Workflow Graph Structure
This document explains the structure of the workflow graph created by PLProcessReader.
Overview
The workflow graph is a NetworkX DiGraph (directed graph) that represents the laboratory process as a directed acyclic graph (DAG). Each node represents an operation, labware, variable, or decision point, and edges represent dependencies and data flow.
Graph Structure
simulator = PLProcessReader.parse_process(MyProcess())
workflow_graph = simulator.workflow # nx.DiGraph instance
Node Types
The workflow graph contains several types of nodes:
1. Labware Nodes
Represent starting points for containers in the workflow.
{
'type': 'labware',
'name': 'SamplePlate_1',
'origin_pos': 5, # Starting position
'origin': 'LabwareStorage_1', # Starting location name
'origin_type': <class>, # ServiceResource class
'lidded': True, # Whether container has lid
'plate_type': '96-well', # Custom metadata
# ... additional kwargs from LabwareResource
}
Properties:
- Created for each LabwareResource with a starting position
- Serve as entry points in the graph
- No incoming edges
- Outgoing edges to first operations involving this labware
2. Operation Nodes
Represent laboratory operations (incubation, measurement, movement, etc.).
{
'type': 'operation',
'name': 'incubate SamplePlate_1',
'cont_names': ['SamplePlate_1'], # Labware involved
'device_type': <class>, # ServiceResource class
'fct': 'incubate', # Function/operation name
'duration': 3600, # Time to execute (seconds)
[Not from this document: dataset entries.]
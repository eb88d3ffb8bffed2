use crate::{
    lane::{read_bytes, xor_bytes, LANES, STATE_BYTES},
    permutation::keccak_f1600,
    Buffer,
};

/// Absorbs every full `r`-byte block of `inp` into `a`, permuting after each.
///
/// `r` is the rate (block size) in bytes. Returns the number of trailing bytes
/// of `inp` that did not fill a block and were left untouched; it is always
/// less than `r`.
///
/// # Panics
///
/// Panics if `r` is not in `1..200`: the rate must be non-zero and leave room
/// for a non-empty capacity.
#[inline]
pub fn absorb(a: &mut Buffer, inp: &[u8], r: usize) -> usize {
    assert!(r > 0 && r < STATE_BYTES, "rate must leave room for capacity");

    let mut blocks = inp.chunks_exact(r);
    for block in &mut blocks {
        xor_bytes(a, 0, block);
        keccak_f1600(a);
    }
    blocks.remainder().len()
}

/// Fills `out` from the first `r` bytes of `a`.
///
/// Output longer than `r` is read block by block with a permutation between
/// consecutive blocks. No permutation runs before the first byte or after the
/// last one.
///
/// # Panics
///
/// Panics if `r` is not in `1..200`: the rate must be non-zero and leave room
/// for a non-empty capacity.
#[inline]
pub fn squeeze(a: &mut Buffer, out: &mut [u8], r: usize) {
    assert!(r > 0 && r < STATE_BYTES, "rate must leave room for capacity");

    let mut blocks = out.chunks_mut(r).peekable();
    while let Some(block) = blocks.next() {
        read_bytes(a, 0, block);
        if blocks.peek().is_some() {
            keccak_f1600(a);
        }
    }
}

/// Post-padding one-shot sponge on a fresh state.
///
/// `inp` must already be padded to a non-empty multiple of `r` bytes. The
/// parameterizations in use look as follows:
///
/// ```text
/// Keccak-256   sponge(pad(inp, 0x01), out[..32], (1600-512)/8)
/// SHA3-256     sponge(pad(inp, 0x06), out[..32], (1600-512)/8)
/// SHAKE-256    sponge(pad(inp, 0x1f), out[..d],  (1600-512)/8)
/// ```
///
/// # Panics
///
/// Panics if `r` is not in `1..200`.
#[inline]
pub fn sponge(inp: &[u8], out: &mut [u8], r: usize) {
    debug_assert!(!inp.is_empty() && inp.len() % r == 0, "input is not padded");

    let mut a = [0u64; LANES];
    absorb(&mut a, inp, r);
    squeeze(&mut a, out, r);
}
'temperature': 310, # Operation-specific parameters
'shaking_frequency': 0,
'executor': [<service_instance>], # Device(s) that can execute
'wait_to_start_costs': 0, # Cost per second of waiting
# ... additional kwargs from add_process_step()
}
Properties:
- Created when ServiceResource methods are called
- Always include fct and duration
- cont_names lists all labware participating
- Incoming edges from previous operations on same labware
- Outgoing edges to next operations on same labware
Special Case: Movement Operations
{
'type': 'operation',
'name': 'move SamplePlate_1',
'fct': 'move',
'is_movement': True, # Flag for movement operations
'target': 'Incubator_1', # Target location
'lidded': True, # Lid state during move
# ...
}
3. Variable Nodes
Represent runtime outputs from operations.
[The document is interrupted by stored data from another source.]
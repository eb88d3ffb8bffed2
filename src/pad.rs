//! pad10*1 padding with a domain suffix.

/// Domain suffix of the original Keccak submission, as used by Ethereum.
pub const KECCAK: u8 = 0x01;

/// Length of a message of `len` bytes once padded to `rate`-byte blocks.
///
/// At least one byte of padding is always added, so this is the smallest
/// multiple of `rate` strictly greater than `len`.
#[inline]
pub const fn padded_len(len: usize, rate: usize) -> usize {
    (len / rate + 1) * rate
}

/// Pads the final block in place.
///
/// The first `num` bytes of `block` hold the message tail. The suffix lands on
/// byte `num`, everything after is zeroed, and the last byte gets its top bit
/// set. `num` can be `block.len() - 1`, in which case both land on the same
/// byte (`0x81` for [`KECCAK`]).
#[inline]
pub fn pad_block(block: &mut [u8], num: usize, pad: u8) {
    let bsz = block.len();
    debug_assert!(num < bsz, "no room left for padding");

    block[num..].fill(0);
    block[num] = pad;
    block[bsz - 1] |= 0x80;
}

/// Returns `inp` followed by its padding, a whole number of `rate`-byte blocks.
#[cfg(feature = "std")]
pub fn pad(inp: &[u8], rate: usize, pad: u8) -> alloc::vec::Vec<u8> {
    let mut out = alloc::vec![0; padded_len(inp.len(), rate)];
    out[..inp.len()].copy_from_slice(inp);
    let tail = inp.len() % rate;
    let last = out.len() - rate;
    pad_block(&mut out[last..], tail, pad);
    out
}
Properties: - Created when a ServiceResource method returns a value - Represent data that is only known at execution time - Incoming edges from the operation that produces them - Outgoing edges to computations or decisions that use them
Example:
# In process():
absorbance = self.reader.measure_absorbance(plate, wavelengths=[600])
# Creates a variable node with name 'absorbance'
4. Computation Nodes
Represent derived values computed from runtime variables.
{
'type': 'computation',
'name': 'average_calculation',
'var_name': 'avg_abs',
'function': <callable> # Python function to execute
}
Properties:
- Created when computations use runtime variables
- function is a Python callable that performs the computation
- Incoming edges from variable/computation nodes used in calculation
- Outgoing edges to operations or decisions that use the result
Example:
# In process():
absorbance = self.reader.measure_absorbance(plate, wavelengths=[600])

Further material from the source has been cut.